Start of Data in this exercise

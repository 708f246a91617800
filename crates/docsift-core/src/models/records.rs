//! Structured records produced by the document parsers.
//!
//! Every record is freshly built per input and fully populated: a field the
//! parser found no signal for holds its empty value.

use std::fmt;
use std::str::FromStr;

use serde::{Deserialize, Serialize};

/// Fields recovered from a resume.
#[derive(Debug, Clone, Default, PartialEq, Eq, Serialize, Deserialize)]
pub struct ResumeRecord {
    pub name: String,
    pub email: String,
    pub phone: String,
    /// Matched keywords, in keyword-table order.
    pub skills: Vec<String>,
}

/// Fields recovered from an identity card.
#[derive(Debug, Clone, Default, PartialEq, Eq, Serialize, Deserialize)]
pub struct IdentityRecord {
    pub name: String,
    /// Digits only, whitespace removed.
    pub identifier_number: String,
    /// First literal match; not checked against the calendar.
    pub date_of_birth: String,
    pub gender: Gender,
}

/// Summary of a free-form notes page.
#[derive(Debug, Clone, Default, PartialEq, Eq, Serialize, Deserialize)]
pub struct NotesRecord {
    /// The input text, verbatim.
    pub content: String,
    pub word_count: usize,
    pub line_count: usize,
    /// Bullet and numbered lines, in source order.
    pub key_points: Vec<String>,
}

/// Gender as printed on an identity document.
#[derive(Debug, Clone, Copy, Default, PartialEq, Eq, Hash, Serialize, Deserialize)]
pub enum Gender {
    Male,
    Female,
    /// No signal in the text. Serialized as an empty string.
    #[default]
    #[serde(rename = "")]
    Unknown,
}

impl Gender {
    pub fn as_str(&self) -> &'static str {
        match self {
            Gender::Male => "Male",
            Gender::Female => "Female",
            Gender::Unknown => "",
        }
    }

    pub fn is_known(&self) -> bool {
        !matches!(self, Gender::Unknown)
    }
}

impl fmt::Display for Gender {
    fn fmt(&self, f: &mut fmt::Formatter<'_>) -> fmt::Result {
        f.write_str(self.as_str())
    }
}

/// The document families the parsers understand.
#[derive(Debug, Clone, Copy, PartialEq, Eq, Hash, Serialize, Deserialize)]
#[serde(rename_all = "snake_case")]
pub enum DocumentKind {
    Resume,
    Identity,
    Notes,
}

impl DocumentKind {
    pub fn as_str(&self) -> &'static str {
        match self {
            DocumentKind::Resume => "resume",
            DocumentKind::Identity => "identity",
            DocumentKind::Notes => "notes",
        }
    }
}

impl fmt::Display for DocumentKind {
    fn fmt(&self, f: &mut fmt::Formatter<'_>) -> fmt::Result {
        f.write_str(self.as_str())
    }
}

impl FromStr for DocumentKind {
    type Err = String;

    fn from_str(s: &str) -> Result<Self, Self::Err> {
        match s.trim().to_lowercase().as_str() {
            "resume" | "cv" => Ok(DocumentKind::Resume),
            "identity" | "id" | "id-card" | "aadhar" | "aadhaar" => Ok(DocumentKind::Identity),
            "notes" | "handwritten" => Ok(DocumentKind::Notes),
            other => Err(format!("unknown document kind: {other}")),
        }
    }
}

/// A parsed record tagged with its document kind.
#[derive(Debug, Clone, PartialEq, Eq, Serialize, Deserialize)]
#[serde(tag = "document_type", rename_all = "snake_case")]
pub enum ParsedDocument {
    Resume(ResumeRecord),
    Identity(IdentityRecord),
    Notes(NotesRecord),
}

impl ParsedDocument {
    pub fn kind(&self) -> DocumentKind {
        match self {
            ParsedDocument::Resume(_) => DocumentKind::Resume,
            ParsedDocument::Identity(_) => DocumentKind::Identity,
            ParsedDocument::Notes(_) => DocumentKind::Notes,
        }
    }
}

#[cfg(test)]
mod tests {
    use super::*;

    #[test]
    fn test_gender_serialization() {
        assert_eq!(serde_json::to_string(&Gender::Female).unwrap(), r#""Female""#);
        assert_eq!(serde_json::to_string(&Gender::Unknown).unwrap(), r#""""#);
        assert_eq!(serde_json::from_str::<Gender>(r#""""#).unwrap(), Gender::Unknown);
    }

    #[test]
    fn test_identity_field_names() {
        let record = IdentityRecord {
            name: "Ravi Kumar".to_string(),
            identifier_number: "123456789012".to_string(),
            date_of_birth: "01/01/1990".to_string(),
            gender: Gender::Male,
        };

        let json = serde_json::to_value(&record).unwrap();
        assert_eq!(json["identifier_number"], "123456789012");
        assert_eq!(json["date_of_birth"], "01/01/1990");
        assert_eq!(json["gender"], "Male");
    }

    #[test]
    fn test_parsed_document_is_tagged() {
        let doc = ParsedDocument::Notes(NotesRecord::default());
        let json = serde_json::to_value(&doc).unwrap();
        assert_eq!(json["document_type"], "notes");
        assert_eq!(json["word_count"], 0);
        assert_eq!(doc.kind(), DocumentKind::Notes);
    }

    #[test]
    fn test_document_kind_from_str() {
        assert_eq!("Resume".parse::<DocumentKind>(), Ok(DocumentKind::Resume));
        assert_eq!("aadhar".parse::<DocumentKind>(), Ok(DocumentKind::Identity));
        assert_eq!("handwritten".parse::<DocumentKind>(), Ok(DocumentKind::Notes));
        assert!("invoice".parse::<DocumentKind>().is_err());
    }
}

End of Data in this exercise

Every entry is to be repeated exactly as it stands.

repository 708f246a91617800
filename crates/docsift-core/src/models/records.rs
//! Structured records produced by the document parsers.
//!
//! Every record is freshly built per input and fully populated: a field the
//! parser found no signal for holds its empty value.

use std::fmt;
use std::str::FromStr;

use serde::{Deserialize, Serialize};

/// Fields recovered from a resume.
#[derive(Debug, Clone, Default, PartialEq, Eq, Serialize, Deserialize)]
pub struct ResumeRecord {
    pub name: String,
    pub email: String,
    pub phone: String,
    /// Matched keywords, in keyword-table order.
    pub skills: Vec<String>,
}

/// Fields recovered from an identity card.
#[derive(Debug, Clone, Default, PartialEq, Eq, Serialize, Deserialize)]
pub struct IdentityRecord {
    pub name: String,
    /// Digits only, whitespace removed.
    pub identifier_number: String,
    /// First literal match; not checked against the calendar.
    pub date_of_birth: String,
    pub gender: Gender,
}

/// Summary of a free-form notes page.
#[derive(Debug, Clone, Default, PartialEq, Eq, Serialize, Deserialize)]
pub struct NotesRecord {
    /// The input text, verbatim.
    pub content: String,
    pub word_count: usize,
    pub line_count: usize,
    /// Bullet and numbered lines, in source order.
    pub key_points: Vec<String>,
}

/// Gender as printed on an identity document.
#[derive(Debug, Clone, Copy, Default, PartialEq, Eq, Hash, Serialize, Deserialize)]
pub enum Gender {
    Male,
    Female,
    /// No signal in the text. Serialized as an empty string.
    #[default]
    #[serde(rename = "")]
    Unknown,
}

impl Gender {
    pub fn as_str(&self) -> &'static str {
        match self {
            Gender::Male => "Male",
            Gender::Female => "Female",
            Gender::Unknown => "",
        }
    }

    pub fn is_known(&self) -> bool {
        !matches!(self, Gender::Unknown)
    }
}

impl fmt::Display for Gender {
    fn fmt(&self, f: &mut fmt::Formatter<'_>) -> fmt::Result {
        f.write_str(self.as_str())
    }
}

/// The document families the parsers understand.
#[derive(Debug, Clone, Copy, PartialEq, Eq, Hash, Serialize, Deserialize)]
#[serde(rename_all = "snake_case")]
pub enum DocumentKind {
    Resume,
    Identity,
    Notes,
}

impl DocumentKind {
    pub fn as_str(&self) -> &'static str {
        match self {
            DocumentKind::Resume => "resume",
            DocumentKind::Identity => "identity",
            DocumentKind::Notes => "notes",
        }
    }
}

impl fmt::Display for DocumentKind {
    fn fmt(&self, f: &mut fmt::Formatter<'_>) -> fmt::Result {
        f.write_str(self.as_str())
    }
}

impl FromStr for DocumentKind {
    type Err = String;

    fn from_str(s: &str) -> Result<Self, Self::Err> {
        match s.trim().to_lowercase().as_str() {
            "resume" | "cv" => Ok(DocumentKind::Resume),
            "identity" | "id" | "id-card" | "aadhar" | "aadhaar" => Ok(DocumentKind::Identity),
            "notes" | "handwritten" => Ok(DocumentKind::Notes),
            other => Err(format!("unknown document kind: {other}")),
        }
    }
}

/// A parsed record tagged with its document kind.
#[derive(Debug, Clone, PartialEq, Eq, Serialize, Deserialize)]
#[serde(tag = "document_type", rename_all = "snake_case")]
pub enum ParsedDocument {
    Resume(ResumeRecord),
    Identity(IdentityRecord),
    Notes(NotesRecord),
}

impl ParsedDocument {
    pub fn kind(&self) -> DocumentKind {
        match self {
            ParsedDocument::Resume(_) => DocumentKind::Resume,
            ParsedDocument::Identity(_) => DocumentKind::Identity,
            ParsedDocument::Notes(_) => DocumentKind::Notes,
        }
    }
}

#[cfg(test)]
mod tests {
    use super::*;

    #[test]
    fn test_gender_serialization() {
        assert_eq!(serde_json::to_string(&Gender::Female).unwrap(), r#""Female""#);
        assert_eq!(serde_json::to_string(&Gender::Unknown).unwrap(), r#""""#);
        assert_eq!(serde_json::from_str::<Gender>(r#""""#).unwrap(), Gender::Unknown);
    }

    #[test]
    fn test_identity_field_names() {
        let record = IdentityRecord {
            name: "Ravi Kumar".to_string(),
            identifier_number: "123456789012".to_string(),
            date_of_birth: "01/01/1990".to_string(),
            gender: Gender::Male,
        };

        let json = serde_json::to_value(&record).unwrap();
        assert_eq!(json["identifier_number"], "123456789012");
        assert_eq!(json["date_of_birth"], "01/01/1990");
        assert_eq!(json["gender"], "Male");
    }

    #[test]
    fn test_parsed_document_is_tagged() {
        let doc = ParsedDocument::Notes(NotesRecord::default());
        let json = serde_json::to_value(&doc).unwrap();
        assert_eq!(json["document_type"], "notes");
        assert_eq!(json["word_count"], 0);
        assert_eq!(doc.kind(), DocumentKind::Notes);
    }

    #[test]
    fn test_document_kind_from_str() {
        assert_eq!("Resume".parse::<DocumentKind>(), Ok(DocumentKind::Resume));
        assert_eq!("aadhar".parse::<DocumentKind>(), Ok(DocumentKind::Identity));
        assert_eq!("handwritten".parse::<DocumentKind>(), Ok(DocumentKind::Notes));
        assert!("invoice".parse::<DocumentKind>().is_err());
    }
}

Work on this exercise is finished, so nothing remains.